Nothing other than an exact copy of the records should be returned.

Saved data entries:

= = =

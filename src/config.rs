use crate::error::{Error, Result};

/// Fallback worker bound when hardware concurrency cannot be detected.
const FALLBACK_MAX_WORKERS: usize = 16;

const IO_BOUND_MAX_WORKERS: usize = 200;
const IO_BOUND_INIT_WORKERS: usize = 30;

/// Dequeue policy of a task queue.
#[derive(Debug, Clone, Copy, PartialEq, Eq, Hash)]
pub enum TaskPolicy {
    /// Insertion order, oldest task first.
    Fifo,
    /// Insertion order, newest task first.
    Lifo,
    /// Highest priority first; equal priorities dequeue in push order.
    Prio,
    /// Each push is tagged with a random priority, highest tag first.
    Rand,
}

impl Default for TaskPolicy {
    fn default() -> Self {
        TaskPolicy::Fifo
    }
}

/// Worker-set configuration for a [`ThreadPool`](crate::ThreadPool).
#[derive(Debug, Clone)]
pub struct PoolConfig {
    /// Dequeue policy of the shared queue.
    pub policy: TaskPolicy,
    /// Upper bound on the active worker count.
    pub max_workers: usize,
    /// Lower bound on the active worker count.
    pub min_workers: usize,
    /// Worker count the pool starts with.
    pub init_workers: usize,
    /// Drop workers from the cancelled collection once their thread exits,
    /// instead of keeping them around for reuse.
    pub remove_cancelled: bool,
}

impl Default for PoolConfig {
    fn default() -> Self {
        Self {
            policy: TaskPolicy::Fifo,
            max_workers: FALLBACK_MAX_WORKERS,
            min_workers: 1,
            init_workers: 8,
            remove_cancelled: false,
        }
    }
}

impl PoolConfig {
    /// General-purpose preset: up to one worker per hardware thread.
    pub fn common() -> Self {
        let ncpus = detected_parallelism();
        Self {
            max_workers: ncpus,
            init_workers: (ncpus / 2).max(1),
            ..Self::default()
        }
    }

    /// Preset for compute-heavy tasks; oversubscribing buys nothing.
    pub fn cpu_bound() -> Self {
        let ncpus = detected_parallelism();
        Self {
            max_workers: ncpus / 2 + 1,
            init_workers: (ncpus / 2).max(1),
            ..Self::default()
        }
    }

    /// Preset for tasks that mostly wait on I/O.
    pub fn io_bound() -> Self {
        Self {
            max_workers: IO_BOUND_MAX_WORKERS,
            init_workers: IO_BOUND_INIT_WORKERS,
            ..Self::default()
        }
    }

    /// Preset for timers and other latency-sensitive housekeeping.
    pub fn time_bound() -> Self {
        let ncpus = detected_parallelism();
        Self {
            max_workers: (ncpus / 2).max(1),
            init_workers: (ncpus / 2).max(1),
            ..Self::default()
        }
    }

    /// Check the worker bounds.
    pub fn validate(&self) -> Result<()> {
        if self.max_workers < self.min_workers {
            return Err(Error::config("max_workers is smaller than min_workers"));
        }

        if self.init_workers < self.min_workers || self.init_workers > self.max_workers {
            return Err(Error::config(format!(
                "init_workers must be within [{}, {}], got {}",
                self.min_workers, self.max_workers, self.init_workers
            )));
        }

        Ok(())
    }
}

/// Hardware concurrency, falling back when detection reports zero.
pub(crate) fn detected_parallelism() -> usize {
    match num_cpus::get() {
        0 => FALLBACK_MAX_WORKERS,
        n => n,
    }
}

#[cfg(test)]
mod tests {
    use super::*;

    #[test]
    fn default_config_is_valid() {
        assert!(PoolConfig::default().validate().is_ok());
    }

    #[test]
    fn presets_are_valid() {
        assert!(PoolConfig::common().validate().is_ok());
        assert!(PoolConfig::cpu_bound().validate().is_ok());
        assert!(PoolConfig::io_bound().validate().is_ok());
        assert!(PoolConfig::time_bound().validate().is_ok());
    }

    #[test]
    fn inverted_bounds_rejected() {
        let config = PoolConfig {
            max_workers: 1,
            min_workers: 4,
            init_workers: 1,
            ..PoolConfig::default()
        };
        assert!(config.validate().is_err());
    }

    #[test]
    fn init_outside_bounds_rejected() {
        let config = PoolConfig {
            max_workers: 4,
            min_workers: 2,
            init_workers: 8,
            ..PoolConfig::default()
        };
        assert!(config.validate().is_err());
    }
}
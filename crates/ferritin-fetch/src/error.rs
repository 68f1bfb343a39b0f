use itertools::Itertools;
use thiserror::Error;

/// Per-entry failures.
///
/// The `Display` text of each variant is what ends up in the batch log, so
/// every message names the identifier, chain, or file it concerns.
#[derive(Debug, Error)]
pub enum FetchError {
    #[error("The structure ({id}) was not able to be fetched. Error: {reason}")]
    Fetch { id: String, reason: String },

    #[error("The structure ({id}) could not be parsed. Error: {reason}")]
    Parse { id: String, reason: String },

    #[error("The expected chain ID ({chain}) is not found in the structure's chain list")]
    MissingChain { chain: String },

    #[error("The expected chain ID ({chain}) does not return an atom selection")]
    EmptySelection { chain: String },

    #[error(
        "Number of atoms ({count}) is too large for the pdb file format; need to store in some other file format."
    )]
    TooManyAtoms { count: usize },

    #[error("Writing to file ({file}) failed. Error: {reason}")]
    Write { file: String, reason: String },
}

/// Flatten the error list `pdbtbx` hands back into a single line.
pub(crate) fn join_pdb_errors(errors: &[pdbtbx::PDBError]) -> String {
    errors
        .iter()
        .map(|e| e.short_description())
        .join("; ")
}

#[cfg(test)]
mod tests {
    use super::*;

    #[test]
    fn fetch_error_names_identifier() {
        let e = FetchError::Fetch {
            id: "9XYZ".to_string(),
            reason: "http status: 404".to_string(),
        };
        assert_eq!(
            e.to_string(),
            "The structure (9XYZ) was not able to be fetched. Error: http status: 404"
        );
    }

    #[test]
    fn missing_chain_names_chain() {
        let e = FetchError::MissingChain {
            chain: "Q".to_string(),
        };
        assert!(e.to_string().contains("(Q)"));
    }

    #[test]
    fn too_many_atoms_reports_count() {
        let e = FetchError::TooManyAtoms { count: 123_456 };
        assert!(e.to_string().starts_with("Number of atoms (123456)"));
    }
}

= = =

→ EXPECTED ANSWER
filename src/config.rs
use crate::error::{Error, Result};

/// Fallback worker bound when hardware concurrency cannot be detected.
const FALLBACK_MAX_WORKERS: usize = 16;

const IO_BOUND_MAX_WORKERS: usize = 200;
const IO_BOUND_INIT_WORKERS: usize = 30;

/// Dequeue policy of a task queue.
#[derive(Debug, Clone, Copy, PartialEq, Eq, Hash)]
pub enum TaskPolicy {
    /// Insertion order, oldest task first.
    Fifo,
    /// Insertion order, newest task first.
    Lifo,
    /// Highest priority first; equal priorities dequeue in push order.
    Prio,
    /// Each push is tagged with a random priority, highest tag first.
    Rand,
}

impl Default for TaskPolicy {
    fn default() -> Self {
        TaskPolicy::Fifo
    }
}

/// Worker-set configuration for a [`ThreadPool`](crate::ThreadPool).
#[derive(Debug, Clone)]
pub struct PoolConfig {
    /// Dequeue policy of the shared queue.
    pub policy: TaskPolicy,
    /// Upper bound on the active worker count.
    pub max_workers: usize,
    /// Lower bound on the active worker count.
    pub min_workers: usize,
    /// Worker count the pool starts with.
    pub init_workers: usize,
    /// Drop workers from the cancelled collection once their thread exits,
    /// instead of keeping them around for reuse.
    pub remove_cancelled: bool,
}

impl Default for PoolConfig {
    fn default() -> Self {
        Self {
            policy: TaskPolicy::Fifo,
            max_workers: FALLBACK_MAX_WORKERS,
            min_workers: 1,
            init_workers: 8,
            remove_cancelled: false,
        }
    }
}

impl PoolConfig {
    /// General-purpose preset: up to one worker per hardware thread.
    pub fn common() -> Self {
        let ncpus = detected_parallelism();
        Self {
            max_workers: ncpus,
            init_workers: (ncpus / 2).max(1),
            ..Self::default()
        }
    }

    /// Preset for compute-heavy tasks; oversubscribing buys nothing.
    pub fn cpu_bound() -> Self {
        let ncpus = detected_parallelism();
        Self {
            max_workers: ncpus / 2 + 1,
            init_workers: (ncpus / 2).max(1),
            ..Self::default()
        }
    }

    /// Preset for tasks that mostly wait on I/O.
    pub fn io_bound() -> Self {
        Self {
            max_workers: IO_BOUND_MAX_WORKERS,
            init_workers: IO_BOUND_INIT_WORKERS,
            ..Self::default()
        }
    }

    /// Preset for timers and other latency-sensitive housekeeping.
    pub fn time_bound() -> Self {
        let ncpus = detected_parallelism();
        Self {
            max_workers: (ncpus / 2).max(1),
            init_workers: (ncpus / 2).max(1),
            ..Self::default()
        }
    }

    /// Check the worker bounds.
    pub fn validate(&self) -> Result<()> {
        if self.max_workers < self.min_workers {
            return Err(Error::config("max_workers is smaller than min_workers"));
        }

        if self.init_workers < self.min_workers || self.init_workers > self.max_workers {
            return Err(Error::config(format!(
                "init_workers must be within [{}, {}], got {}",
                self.min_workers, self.max_workers, self.init_workers
            )));
        }

        Ok(())
    }
}

/// Hardware concurrency, falling back when detection reports zero.
pub(crate) fn detected_parallelism() -> usize {
    match num_cpus::get() {
        0 => FALLBACK_MAX_WORKERS,
        n => n,
    }
}

#[cfg(test)]
mod tests {
    use super::*;

    #[test]
    fn default_config_is_valid() {
        assert!(PoolConfig::default().validate().is_ok());
    }

    #[test]
    fn presets_are_valid() {
        assert!(PoolConfig::common().validate().is_ok());
        assert!(PoolConfig::cpu_bound().validate().is_ok());
        assert!(PoolConfig::io_bound().validate().is_ok());
        assert!(PoolConfig::time_bound().validate().is_ok());
    }

    #[test]
    fn inverted_bounds_rejected() {
        let config = PoolConfig {
            max_workers: 1,
            min_workers: 4,
            init_workers: 1,
            ..PoolConfig::default()
        };
        assert!(config.validate().is_err());
    }

    #[test]
    fn init_outside_bounds_rejected() {
        let config = PoolConfig {
            max_workers: 4,
            min_workers: 2,
            init_workers: 8,
            ..PoolConfig::default()
        };
        assert!(config.validate().is_err());
    }
}
filename crates/ferritin-fetch/src/error.rs
repository 68f1bfb343a39b0f
use itertools::Itertools;
use thiserror::Error;

/// Per-entry failures.
///
/// The `Display` text of each variant is what ends up in the batch log, so
/// every message names the identifier, chain, or file it concerns.
#[derive(Debug, Error)]
pub enum FetchError {
    #[error("The structure ({id}) was not able to be fetched. Error: {reason}")]
    Fetch { id: String, reason: String },

    #[error("The structure ({id}) could not be parsed. Error: {reason}")]
    Parse { id: String, reason: String },

    #[error("The expected chain ID ({chain}) is not found in the structure's chain list")]
    MissingChain { chain: String },

    #[error("The expected chain ID ({chain}) does not return an atom selection")]
    EmptySelection { chain: String },

    #[error(
        "Number of atoms ({count}) is too large for the pdb file format; need to store in some other file format."
    )]
    TooManyAtoms { count: usize },

    #[error("Writing to file ({file}) failed. Error: {reason}")]
    Write { file: String, reason: String },
}

/// Flatten the error list `pdbtbx` hands back into a single line.
pub(crate) fn join_pdb_errors(errors: &[pdbtbx::PDBError]) -> String {
    errors
        .iter()
        .map(|e| e.short_description())
        .join("; ")
}

#[cfg(test)]
mod tests {
    use super::*;

    #[test]
    fn fetch_error_names_identifier() {
        let e = FetchError::Fetch {
            id: "9XYZ".to_string(),
            reason: "http status: 404".to_string(),
        };
        assert_eq!(
            e.to_string(),
            "The structure (9XYZ) was not able to be fetched. Error: http status: 404"
        );
    }

    #[test]
    fn missing_chain_names_chain() {
        let e = FetchError::MissingChain {
            chain: "Q".to_string(),
        };
        assert!(e.to_string().contains("(Q)"));
    }

    #[test]
    fn too_many_atoms_reports_count() {
        let e = FetchError::TooManyAtoms { count: 123_456 };
        assert!(e.to_string().starts_with("Number of atoms (123456)"));
    }
}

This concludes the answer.